# [GOAL OF THE EXERCISE]
For each line of the listing that includes the word "true", show the whole line.

# [PROVIDED MATERIAL]
▬▬▬

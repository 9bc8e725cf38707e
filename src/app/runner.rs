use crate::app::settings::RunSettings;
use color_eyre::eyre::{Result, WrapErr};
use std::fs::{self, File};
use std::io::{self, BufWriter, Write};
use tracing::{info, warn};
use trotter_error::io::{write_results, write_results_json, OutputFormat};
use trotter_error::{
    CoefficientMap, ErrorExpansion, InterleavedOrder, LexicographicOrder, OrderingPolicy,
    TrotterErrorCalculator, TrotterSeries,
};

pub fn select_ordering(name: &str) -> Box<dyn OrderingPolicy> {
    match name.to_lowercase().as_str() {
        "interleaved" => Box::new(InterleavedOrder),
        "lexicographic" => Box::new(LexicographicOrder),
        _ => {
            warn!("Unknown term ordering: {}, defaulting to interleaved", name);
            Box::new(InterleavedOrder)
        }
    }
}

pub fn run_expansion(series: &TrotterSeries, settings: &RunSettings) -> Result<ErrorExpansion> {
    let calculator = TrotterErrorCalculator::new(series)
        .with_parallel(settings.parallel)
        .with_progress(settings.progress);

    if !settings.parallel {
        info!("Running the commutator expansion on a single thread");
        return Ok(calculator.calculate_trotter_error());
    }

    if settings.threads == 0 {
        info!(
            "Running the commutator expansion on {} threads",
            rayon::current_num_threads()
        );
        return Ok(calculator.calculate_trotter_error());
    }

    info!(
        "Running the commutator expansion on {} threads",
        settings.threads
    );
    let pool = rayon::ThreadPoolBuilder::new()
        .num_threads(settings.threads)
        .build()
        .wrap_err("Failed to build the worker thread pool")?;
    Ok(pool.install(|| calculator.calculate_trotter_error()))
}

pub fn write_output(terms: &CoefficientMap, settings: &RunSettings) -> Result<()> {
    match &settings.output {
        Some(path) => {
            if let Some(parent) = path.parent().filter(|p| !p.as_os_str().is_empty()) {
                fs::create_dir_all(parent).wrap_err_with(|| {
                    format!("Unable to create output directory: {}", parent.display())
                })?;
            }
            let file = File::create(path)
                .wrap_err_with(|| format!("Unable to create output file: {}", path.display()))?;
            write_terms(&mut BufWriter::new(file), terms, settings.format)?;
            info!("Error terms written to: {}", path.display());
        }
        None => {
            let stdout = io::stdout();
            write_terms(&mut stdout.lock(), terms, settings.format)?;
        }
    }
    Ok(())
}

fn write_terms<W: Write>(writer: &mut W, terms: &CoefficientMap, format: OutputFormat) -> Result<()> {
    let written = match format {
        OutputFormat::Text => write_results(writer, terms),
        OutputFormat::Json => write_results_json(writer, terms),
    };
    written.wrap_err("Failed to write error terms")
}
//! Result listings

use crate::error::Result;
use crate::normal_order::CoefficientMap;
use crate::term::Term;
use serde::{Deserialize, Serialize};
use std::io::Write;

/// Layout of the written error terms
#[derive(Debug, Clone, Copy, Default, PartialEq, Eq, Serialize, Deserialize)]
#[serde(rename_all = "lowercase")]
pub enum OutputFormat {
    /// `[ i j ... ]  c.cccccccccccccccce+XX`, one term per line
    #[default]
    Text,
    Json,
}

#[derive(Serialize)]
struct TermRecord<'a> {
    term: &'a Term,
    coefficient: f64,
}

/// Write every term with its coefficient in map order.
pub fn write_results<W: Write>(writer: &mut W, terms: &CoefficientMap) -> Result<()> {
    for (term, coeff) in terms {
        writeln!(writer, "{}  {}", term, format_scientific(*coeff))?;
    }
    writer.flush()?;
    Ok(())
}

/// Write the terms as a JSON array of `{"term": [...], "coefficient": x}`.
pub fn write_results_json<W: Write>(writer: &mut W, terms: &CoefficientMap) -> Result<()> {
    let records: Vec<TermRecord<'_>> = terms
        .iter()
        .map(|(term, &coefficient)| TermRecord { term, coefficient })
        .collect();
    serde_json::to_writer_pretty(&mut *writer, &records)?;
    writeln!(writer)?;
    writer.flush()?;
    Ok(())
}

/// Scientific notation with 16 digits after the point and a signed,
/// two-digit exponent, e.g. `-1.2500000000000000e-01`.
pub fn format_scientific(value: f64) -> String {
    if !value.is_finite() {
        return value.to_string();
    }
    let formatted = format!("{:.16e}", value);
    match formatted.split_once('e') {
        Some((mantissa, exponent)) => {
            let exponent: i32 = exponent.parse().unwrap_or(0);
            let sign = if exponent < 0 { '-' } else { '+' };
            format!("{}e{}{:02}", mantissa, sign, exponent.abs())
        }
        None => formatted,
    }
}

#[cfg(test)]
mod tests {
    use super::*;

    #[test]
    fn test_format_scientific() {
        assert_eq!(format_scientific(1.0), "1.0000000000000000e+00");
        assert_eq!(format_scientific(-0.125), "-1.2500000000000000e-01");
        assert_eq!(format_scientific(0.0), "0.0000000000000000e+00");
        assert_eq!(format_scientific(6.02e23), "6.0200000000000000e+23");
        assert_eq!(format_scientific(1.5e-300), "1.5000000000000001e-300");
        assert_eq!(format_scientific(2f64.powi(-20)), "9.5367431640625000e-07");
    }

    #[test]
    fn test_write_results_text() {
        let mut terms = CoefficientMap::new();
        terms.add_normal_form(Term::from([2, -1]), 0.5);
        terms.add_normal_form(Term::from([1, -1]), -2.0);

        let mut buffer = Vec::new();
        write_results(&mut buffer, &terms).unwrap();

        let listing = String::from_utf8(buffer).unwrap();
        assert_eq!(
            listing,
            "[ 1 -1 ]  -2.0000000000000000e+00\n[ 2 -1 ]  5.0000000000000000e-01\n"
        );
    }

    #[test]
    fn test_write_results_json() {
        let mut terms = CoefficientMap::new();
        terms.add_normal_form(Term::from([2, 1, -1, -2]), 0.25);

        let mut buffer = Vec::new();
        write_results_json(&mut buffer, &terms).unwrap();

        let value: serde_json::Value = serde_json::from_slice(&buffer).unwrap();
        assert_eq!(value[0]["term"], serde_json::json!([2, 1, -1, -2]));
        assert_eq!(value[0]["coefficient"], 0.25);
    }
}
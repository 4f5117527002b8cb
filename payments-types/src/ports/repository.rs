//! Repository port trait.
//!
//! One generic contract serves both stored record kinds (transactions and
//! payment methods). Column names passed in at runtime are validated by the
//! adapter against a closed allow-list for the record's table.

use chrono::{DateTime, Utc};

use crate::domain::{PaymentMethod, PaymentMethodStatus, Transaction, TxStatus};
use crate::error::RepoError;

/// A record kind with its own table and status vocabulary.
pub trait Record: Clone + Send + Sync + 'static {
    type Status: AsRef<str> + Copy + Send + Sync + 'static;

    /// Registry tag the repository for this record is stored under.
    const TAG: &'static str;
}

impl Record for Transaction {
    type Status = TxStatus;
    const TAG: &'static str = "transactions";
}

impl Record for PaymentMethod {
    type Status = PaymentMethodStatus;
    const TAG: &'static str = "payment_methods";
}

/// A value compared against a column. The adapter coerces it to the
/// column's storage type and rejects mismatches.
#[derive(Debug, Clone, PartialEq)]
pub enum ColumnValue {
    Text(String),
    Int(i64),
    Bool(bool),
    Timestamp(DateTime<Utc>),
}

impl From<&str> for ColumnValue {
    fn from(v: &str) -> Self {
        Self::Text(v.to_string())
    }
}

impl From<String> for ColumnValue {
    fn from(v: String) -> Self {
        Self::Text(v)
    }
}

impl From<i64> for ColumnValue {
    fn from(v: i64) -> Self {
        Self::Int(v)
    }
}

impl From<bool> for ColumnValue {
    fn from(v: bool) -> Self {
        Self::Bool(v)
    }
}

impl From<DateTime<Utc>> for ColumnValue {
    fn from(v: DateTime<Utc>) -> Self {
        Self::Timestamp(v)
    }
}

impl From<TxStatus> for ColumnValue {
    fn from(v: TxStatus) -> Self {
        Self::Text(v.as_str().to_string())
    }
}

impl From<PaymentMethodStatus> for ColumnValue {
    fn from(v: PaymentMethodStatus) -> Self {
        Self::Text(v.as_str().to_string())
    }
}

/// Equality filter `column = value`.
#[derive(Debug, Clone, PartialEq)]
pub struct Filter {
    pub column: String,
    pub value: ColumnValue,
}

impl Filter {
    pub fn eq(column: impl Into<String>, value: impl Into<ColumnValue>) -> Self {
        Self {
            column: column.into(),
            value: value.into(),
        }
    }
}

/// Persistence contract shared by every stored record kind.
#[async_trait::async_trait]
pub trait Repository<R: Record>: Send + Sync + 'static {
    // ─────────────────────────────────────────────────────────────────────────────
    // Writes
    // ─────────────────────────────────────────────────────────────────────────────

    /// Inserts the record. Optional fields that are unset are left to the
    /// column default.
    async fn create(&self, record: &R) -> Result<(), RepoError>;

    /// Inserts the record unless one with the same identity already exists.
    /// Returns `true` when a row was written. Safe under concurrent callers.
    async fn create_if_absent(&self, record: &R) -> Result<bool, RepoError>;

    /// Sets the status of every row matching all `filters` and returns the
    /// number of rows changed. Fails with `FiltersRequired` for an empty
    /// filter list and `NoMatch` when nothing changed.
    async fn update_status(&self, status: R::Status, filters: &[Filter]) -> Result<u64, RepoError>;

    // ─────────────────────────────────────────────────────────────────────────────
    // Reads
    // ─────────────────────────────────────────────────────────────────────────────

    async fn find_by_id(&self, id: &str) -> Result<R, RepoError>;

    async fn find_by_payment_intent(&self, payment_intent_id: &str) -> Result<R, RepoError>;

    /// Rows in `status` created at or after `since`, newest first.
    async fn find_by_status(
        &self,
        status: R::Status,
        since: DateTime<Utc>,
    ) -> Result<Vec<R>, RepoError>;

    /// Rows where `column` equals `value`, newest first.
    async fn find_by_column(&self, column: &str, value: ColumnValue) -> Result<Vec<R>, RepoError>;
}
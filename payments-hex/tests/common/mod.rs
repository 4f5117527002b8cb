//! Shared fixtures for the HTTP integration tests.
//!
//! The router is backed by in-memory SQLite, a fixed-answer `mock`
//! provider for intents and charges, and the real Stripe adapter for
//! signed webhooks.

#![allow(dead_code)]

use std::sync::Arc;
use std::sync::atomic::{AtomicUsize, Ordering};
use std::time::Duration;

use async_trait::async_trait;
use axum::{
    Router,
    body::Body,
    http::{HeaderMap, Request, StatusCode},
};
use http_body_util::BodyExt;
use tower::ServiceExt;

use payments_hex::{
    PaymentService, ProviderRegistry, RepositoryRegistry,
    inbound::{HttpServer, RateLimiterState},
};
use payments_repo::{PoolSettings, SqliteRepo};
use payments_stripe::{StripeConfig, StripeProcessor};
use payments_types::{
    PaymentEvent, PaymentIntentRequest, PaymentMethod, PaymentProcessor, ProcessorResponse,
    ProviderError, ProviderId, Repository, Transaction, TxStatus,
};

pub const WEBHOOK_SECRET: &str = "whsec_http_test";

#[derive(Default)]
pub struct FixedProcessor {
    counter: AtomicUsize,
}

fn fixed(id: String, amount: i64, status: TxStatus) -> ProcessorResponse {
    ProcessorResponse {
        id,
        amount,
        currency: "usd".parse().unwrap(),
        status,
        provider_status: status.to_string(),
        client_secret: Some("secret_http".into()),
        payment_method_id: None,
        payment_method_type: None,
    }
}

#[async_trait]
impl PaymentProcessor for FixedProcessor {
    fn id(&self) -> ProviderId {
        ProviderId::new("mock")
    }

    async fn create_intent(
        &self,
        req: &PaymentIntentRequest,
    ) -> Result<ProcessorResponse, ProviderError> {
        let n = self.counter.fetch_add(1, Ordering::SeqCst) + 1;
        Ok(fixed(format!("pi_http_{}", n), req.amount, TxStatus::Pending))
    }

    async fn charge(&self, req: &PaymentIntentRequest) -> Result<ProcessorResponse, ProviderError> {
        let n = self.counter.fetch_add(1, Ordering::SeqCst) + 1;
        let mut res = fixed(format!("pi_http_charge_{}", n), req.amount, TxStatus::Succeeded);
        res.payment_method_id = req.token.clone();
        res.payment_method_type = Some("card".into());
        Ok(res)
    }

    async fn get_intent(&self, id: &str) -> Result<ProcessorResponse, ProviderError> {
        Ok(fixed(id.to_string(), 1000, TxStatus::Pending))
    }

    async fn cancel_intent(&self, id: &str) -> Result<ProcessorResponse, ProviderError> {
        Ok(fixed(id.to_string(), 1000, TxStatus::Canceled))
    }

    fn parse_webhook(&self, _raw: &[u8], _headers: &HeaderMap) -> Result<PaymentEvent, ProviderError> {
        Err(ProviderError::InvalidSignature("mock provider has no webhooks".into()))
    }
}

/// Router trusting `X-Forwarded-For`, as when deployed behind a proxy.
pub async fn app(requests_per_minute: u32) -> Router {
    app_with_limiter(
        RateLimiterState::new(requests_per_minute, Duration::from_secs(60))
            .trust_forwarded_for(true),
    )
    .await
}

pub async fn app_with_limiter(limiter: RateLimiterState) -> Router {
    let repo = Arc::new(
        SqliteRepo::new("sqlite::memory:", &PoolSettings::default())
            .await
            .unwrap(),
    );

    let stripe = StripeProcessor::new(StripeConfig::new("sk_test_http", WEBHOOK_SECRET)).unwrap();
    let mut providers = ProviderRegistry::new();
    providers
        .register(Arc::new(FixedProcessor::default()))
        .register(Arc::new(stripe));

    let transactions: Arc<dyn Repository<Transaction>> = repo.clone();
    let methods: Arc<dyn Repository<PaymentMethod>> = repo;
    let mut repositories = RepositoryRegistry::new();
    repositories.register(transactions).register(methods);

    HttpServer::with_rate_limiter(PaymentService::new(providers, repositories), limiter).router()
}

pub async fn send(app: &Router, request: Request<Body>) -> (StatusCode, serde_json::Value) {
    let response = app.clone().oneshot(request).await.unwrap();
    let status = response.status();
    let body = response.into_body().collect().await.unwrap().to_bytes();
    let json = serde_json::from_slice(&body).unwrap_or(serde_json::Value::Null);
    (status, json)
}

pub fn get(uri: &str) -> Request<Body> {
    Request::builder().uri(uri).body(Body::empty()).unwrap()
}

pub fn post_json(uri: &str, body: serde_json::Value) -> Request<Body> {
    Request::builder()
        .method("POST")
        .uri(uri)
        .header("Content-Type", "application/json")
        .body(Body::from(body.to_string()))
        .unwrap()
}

▬▬▬

# [ANSWER FOR THIS EXERCISE]
    /// Returns `true` when a row was written. Safe under concurrent callers.
            .trust_forwarded_for(true),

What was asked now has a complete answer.